なんとかの後知恵で、高校生の時代の古文の時間に戻り、ちょっと勉強してみました。
枕草子の一節
雪のいと高こう降りたるを、例ならず御格子をかゐりて。
炭櫃に火をおこして、物語などして集まりさぶらふに、「少納言よ 香炉峰の雪はいかがなるらむ」と仰せらるるば、御格子を上げさせて、御簾を高く上げたればわらわせたまう。
将に、この場面を映像化していたのが先週でした。
ナレーションはありませんし、知る人ぞ知ると言う世界ですね。
凡人は「宮廷のボンボン達の雪遊びか」程度と見過ごします。
そもそも「香炉峰の雪」の意味がわかりません。
なんじゃ そりゃ ???
原典は白楽天の漢詩でした。
その一節に
香炉峰の雪は簾をかかげて看る
があり、それを知っていた定子と清少納言が、天皇の前でその情景を演じたというものです。
清少納言は自慢げに「枕草子」に書きましたが、後にライバルとなったまひろ・紫式部には
「目立ちすぎ、知識のひけらかし(紫式部日記)」と面白くなく写ったのでしょう。
それにしても今年の大河は、至る所に「源氏物語」の場面や「枕草子」他、当時の女流文学の名場面、名文がちりばめられているのだそうです。

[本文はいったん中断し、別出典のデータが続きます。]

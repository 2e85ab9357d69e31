//! State-change notifications for front ends.
//!
//! The runtime reports session state (connectivity, typing activity, armed
//! modifiers, keyboard layout) through one trait so front ends — the CLI
//! today, anything embedding the library tomorrow — subscribe without the
//! runtime knowing who listens.  [`ChangeTracker`] deduplicates: observers
//! hear about transitions, never repeats of the current value.

use std::sync::{Arc, Mutex};

use duckwire_core::domain::keys::Modifier;
use tracing::debug;

/// Observer for session state transitions.
#[cfg_attr(test, mockall::automock)]
pub trait StateNotifier: Send + Sync {
    fn connection_changed(&self, connected: bool);
    fn typing_changed(&self, typing: bool);
    fn modifiers_changed(&self, armed: Vec<Modifier>);
    fn layout_changed(&self, layout: String);
}

/// Notifier that logs transitions and nothing else.
#[derive(Default)]
pub struct LogNotifier;

impl StateNotifier for LogNotifier {
    fn connection_changed(&self, connected: bool) {
        debug!(connected, "connection changed");
    }

    fn typing_changed(&self, typing: bool) {
        debug!(typing, "typing changed");
    }

    fn modifiers_changed(&self, armed: Vec<Modifier>) {
        debug!(?armed, "armed modifiers changed");
    }

    fn layout_changed(&self, layout: String) {
        debug!(layout, "layout changed");
    }
}

#[derive(Default)]
struct Seen {
    connected: Option<bool>,
    typing: Option<bool>,
    modifiers: Option<Vec<Modifier>>,
    layout: Option<String>,
}

/// Change-only fan-in ahead of a notifier.
pub struct ChangeTracker {
    notifier: Arc<dyn StateNotifier>,
    seen: Mutex<Seen>,
}

impl ChangeTracker {
    pub fn new(notifier: Arc<dyn StateNotifier>) -> Self {
        Self {
            notifier,
            seen: Mutex::new(Seen::default()),
        }
    }

    pub fn connection(&self, connected: bool) {
        let changed = {
            let mut seen = self.lock();
            let changed = seen.connected != Some(connected);
            seen.connected = Some(connected);
            changed
        };
        if changed {
            self.notifier.connection_changed(connected);
        }
    }

    pub fn typing(&self, typing: bool) {
        let changed = {
            let mut seen = self.lock();
            let changed = seen.typing != Some(typing);
            seen.typing = Some(typing);
            changed
        };
        if changed {
            self.notifier.typing_changed(typing);
        }
    }

    pub fn modifiers(&self, armed: &[Modifier]) {
        let changed = {
            let mut seen = self.lock();
            let changed = seen.modifiers.as_deref() != Some(armed);
            seen.modifiers = Some(armed.to_vec());
            changed
        };
        if changed {
            self.notifier.modifiers_changed(armed.to_vec());
        }
    }

    pub fn layout(&self, layout: &str) {
        let changed = {
            let mut seen = self.lock();
            let changed = seen.layout.as_deref() != Some(layout);
            seen.layout = Some(layout.to_string());
            changed
        };
        if changed {
            self.notifier.layout_changed(layout.to_string());
        }
    }

    fn lock(&self) -> std::sync::MutexGuard<'_, Seen> {
        self.seen.lock().expect("notifier state lock poisoned")
    }
}

// ───────────────────────────── Tests ─────────────────────────────

#[cfg(test)]
mod tests {
    use super::*;

    #[test]
    fn test_repeats_are_suppressed() {
        let mut mock = MockStateNotifier::new();
        mock.expect_connection_changed()
            .withf(|&c| c)
            .times(1)
            .return_const(());
        mock.expect_connection_changed()
            .withf(|&c| !c)
            .times(1)
            .return_const(());

        let tracker = ChangeTracker::new(Arc::new(mock));
        tracker.connection(true);
        tracker.connection(true);
        tracker.connection(false);
        tracker.connection(false);
    }

    #[test]
    fn test_modifier_sets_compare_by_value() {
        let mut mock = MockStateNotifier::new();
        mock.expect_modifiers_changed().times(2).return_const(());

        let tracker = ChangeTracker::new(Arc::new(mock));
        tracker.modifiers(&[Modifier::Ctrl]);
        tracker.modifiers(&[Modifier::Ctrl]);
        tracker.modifiers(&[Modifier::Ctrl, Modifier::Shift]);
    }

    #[test]
    fn test_layout_changes_fire_once_per_value() {
        let mut mock = MockStateNotifier::new();
        mock.expect_layout_changed()
            .withf(|l| l == "de")
            .times(1)
            .return_const(());
        mock.expect_layout_changed()
            .withf(|l| l == "us")
            .times(1)
            .return_const(());

        let tracker = ChangeTracker::new(Arc::new(mock));
        tracker.layout("de");
        tracker.layout("de");
        tracker.layout("us");
    }
}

解説も何もなく、坦々と進行していきますが、庶民的ではありませんね。
ちょっとマニアックです。
そういう所が低視聴率に繋がります。
古典の挿入・・・は大いに結構ですが、凡人にもわかるように・・・説明してほしいものです。
それとも・・・その解説だけで「歴史探偵」などをやるつもりでしょうか。それはイヤラシイ。
中関白家の不幸
権力の絶頂にあった道隆が、「御所には無関係」と豪語していた疫病に感染します。
ドラマでは「疫病など下々のもの、我らに関係なし」と、全く対策をとらなかったということになっていますが・・・もしかして対策をとることが怖かったのかも知れません。
当時の人たちの本能的感覚では「疫病を虐めると、疫病から仕返しを受ける」・・・つまり、作用反作用の法則を感じ取っていて、「触らぬ神に祟りなし」と黙ってやり過ごしたかったのではないでしょうか。
「待てば海路の日和あり」とのセットで、日本人の基本的処世術の一つでもあります。
しかし、残念ながら疫病神は道隆の前を黙って通り過ぎてくれませんでした。
罹患します。
病原菌はどこから、誰から、道隆の元へやってきたのか?
多分、呑み仲間の二人からでしょう。
関白・道隆はアル中とも言えるほどの大酒豪でした。
公務では、専制君主としてやりたい放題、ビシバシと実務を遂行します。
が、Off timeとなると毎晩のように宴会です。
こちらでも「夜の帝王」です。
呑み仲間の二人を自宅に招いて酒盛り三昧です。
道隆は自宅と御所の間を行き来するだけですから疫病に罹患する機会は少ないのですが・・・、仲間二人はどうだったでしょうか。
二人とも道隆より前に疫病で死んでいますから、風紀の良からぬ所にも出入りしていたのでしょう。
どちらかが罹患して・・・みんなに移った・・・。
道隆は高熱に浮かされながら
「極楽にも酒はあるのか、呑み仲間のあいつらもいるのか」
と心配し、それが遺言というか、最後の詞になったと記録されています。
道隆は死期を悟って病中から一条天皇に「伊周(長男)を内覧(官房長官)に」と申請しますが、一条はそれを実行しませんでした。
拒否もしませんが、握りつぶします。
天皇の意思を軽視し、専制を行った道隆のやりかたを拒否したものと思われます。
一条天皇も既に16歳、自分の意思を通します。
後継者・関白に選ばれたのは道兼でした。
・・・その道兼も罹患し、潜伏期間にあります。